(RECORDS PROVIDED begins)

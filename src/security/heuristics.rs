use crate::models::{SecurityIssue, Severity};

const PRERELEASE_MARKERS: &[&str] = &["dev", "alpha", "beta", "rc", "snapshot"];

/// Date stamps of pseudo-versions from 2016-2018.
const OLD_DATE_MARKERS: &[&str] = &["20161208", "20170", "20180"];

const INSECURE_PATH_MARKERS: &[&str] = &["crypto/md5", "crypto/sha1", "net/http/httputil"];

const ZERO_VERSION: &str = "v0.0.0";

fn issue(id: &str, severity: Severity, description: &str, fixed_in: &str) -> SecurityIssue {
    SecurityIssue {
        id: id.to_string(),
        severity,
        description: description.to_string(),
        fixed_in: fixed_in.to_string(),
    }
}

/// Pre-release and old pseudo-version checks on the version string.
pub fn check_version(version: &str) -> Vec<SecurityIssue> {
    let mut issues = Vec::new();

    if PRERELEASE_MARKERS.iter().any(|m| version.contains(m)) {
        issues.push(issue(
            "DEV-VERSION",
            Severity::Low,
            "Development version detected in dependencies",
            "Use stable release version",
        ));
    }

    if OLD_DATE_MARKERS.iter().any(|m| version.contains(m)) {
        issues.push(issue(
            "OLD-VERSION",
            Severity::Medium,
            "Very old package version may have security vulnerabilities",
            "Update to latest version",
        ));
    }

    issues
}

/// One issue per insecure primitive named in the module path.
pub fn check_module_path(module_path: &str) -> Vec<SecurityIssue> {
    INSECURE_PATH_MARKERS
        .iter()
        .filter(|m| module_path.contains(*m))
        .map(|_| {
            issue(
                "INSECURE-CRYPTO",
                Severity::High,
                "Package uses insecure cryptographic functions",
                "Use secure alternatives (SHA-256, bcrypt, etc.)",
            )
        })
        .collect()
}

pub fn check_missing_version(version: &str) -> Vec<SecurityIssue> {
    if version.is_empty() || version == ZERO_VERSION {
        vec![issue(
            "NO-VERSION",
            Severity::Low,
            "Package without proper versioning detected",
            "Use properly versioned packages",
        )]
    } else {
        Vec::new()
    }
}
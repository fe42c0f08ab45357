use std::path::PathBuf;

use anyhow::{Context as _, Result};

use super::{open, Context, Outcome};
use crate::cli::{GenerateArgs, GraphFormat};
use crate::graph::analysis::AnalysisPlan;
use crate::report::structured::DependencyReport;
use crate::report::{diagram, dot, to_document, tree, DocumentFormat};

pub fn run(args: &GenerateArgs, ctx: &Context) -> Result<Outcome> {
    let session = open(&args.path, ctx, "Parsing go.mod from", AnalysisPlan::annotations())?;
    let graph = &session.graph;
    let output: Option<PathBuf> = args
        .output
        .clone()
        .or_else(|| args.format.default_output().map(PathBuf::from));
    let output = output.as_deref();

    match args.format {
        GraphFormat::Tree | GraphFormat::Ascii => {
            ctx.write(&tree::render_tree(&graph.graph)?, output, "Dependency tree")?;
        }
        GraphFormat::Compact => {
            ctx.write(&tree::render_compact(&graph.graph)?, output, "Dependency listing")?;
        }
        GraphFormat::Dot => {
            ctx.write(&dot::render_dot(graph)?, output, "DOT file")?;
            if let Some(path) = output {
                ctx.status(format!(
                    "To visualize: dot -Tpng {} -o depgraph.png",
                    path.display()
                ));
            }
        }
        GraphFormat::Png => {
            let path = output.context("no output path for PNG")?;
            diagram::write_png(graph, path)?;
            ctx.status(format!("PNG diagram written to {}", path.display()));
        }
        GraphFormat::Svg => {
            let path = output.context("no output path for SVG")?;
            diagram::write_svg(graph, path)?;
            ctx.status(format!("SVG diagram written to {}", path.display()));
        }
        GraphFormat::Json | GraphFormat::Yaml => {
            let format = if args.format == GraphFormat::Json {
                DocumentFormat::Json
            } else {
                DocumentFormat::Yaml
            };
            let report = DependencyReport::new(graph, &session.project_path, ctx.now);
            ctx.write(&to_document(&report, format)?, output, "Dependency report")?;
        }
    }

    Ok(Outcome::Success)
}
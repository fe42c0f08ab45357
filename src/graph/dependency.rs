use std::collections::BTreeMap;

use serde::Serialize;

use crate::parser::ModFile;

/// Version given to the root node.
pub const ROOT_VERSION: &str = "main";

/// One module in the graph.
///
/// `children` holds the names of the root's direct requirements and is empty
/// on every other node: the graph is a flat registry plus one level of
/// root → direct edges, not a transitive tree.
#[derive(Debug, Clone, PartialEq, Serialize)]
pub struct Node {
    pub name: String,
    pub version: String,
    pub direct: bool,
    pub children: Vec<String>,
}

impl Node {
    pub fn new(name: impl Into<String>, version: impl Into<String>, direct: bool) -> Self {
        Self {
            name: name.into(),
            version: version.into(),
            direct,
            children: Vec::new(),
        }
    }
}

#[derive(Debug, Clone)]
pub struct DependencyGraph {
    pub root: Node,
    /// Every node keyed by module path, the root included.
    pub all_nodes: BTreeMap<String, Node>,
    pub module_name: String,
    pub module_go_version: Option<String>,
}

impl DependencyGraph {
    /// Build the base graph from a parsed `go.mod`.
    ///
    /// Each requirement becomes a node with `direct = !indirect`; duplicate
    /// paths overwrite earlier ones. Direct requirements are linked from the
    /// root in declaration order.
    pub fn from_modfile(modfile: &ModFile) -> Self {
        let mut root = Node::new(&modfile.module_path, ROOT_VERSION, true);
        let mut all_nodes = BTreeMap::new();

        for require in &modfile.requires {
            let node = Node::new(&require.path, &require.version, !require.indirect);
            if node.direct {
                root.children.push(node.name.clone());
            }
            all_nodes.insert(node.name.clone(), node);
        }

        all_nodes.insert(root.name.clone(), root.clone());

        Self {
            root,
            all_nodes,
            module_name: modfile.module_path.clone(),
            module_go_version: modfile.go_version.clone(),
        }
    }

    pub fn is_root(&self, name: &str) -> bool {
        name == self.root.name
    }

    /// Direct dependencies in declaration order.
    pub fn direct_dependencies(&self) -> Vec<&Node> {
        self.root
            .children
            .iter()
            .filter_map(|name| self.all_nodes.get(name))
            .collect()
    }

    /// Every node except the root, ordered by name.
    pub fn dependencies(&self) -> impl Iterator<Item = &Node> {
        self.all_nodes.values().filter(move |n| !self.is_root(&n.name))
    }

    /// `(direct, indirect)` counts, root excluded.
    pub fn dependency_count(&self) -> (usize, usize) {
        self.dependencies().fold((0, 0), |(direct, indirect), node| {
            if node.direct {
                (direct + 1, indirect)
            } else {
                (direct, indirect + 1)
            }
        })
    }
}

(RECORDS PROVIDED ends)

Within the records above, determine how many lines contain the word "AnalysisPlan". Respond with that number and no other text.

2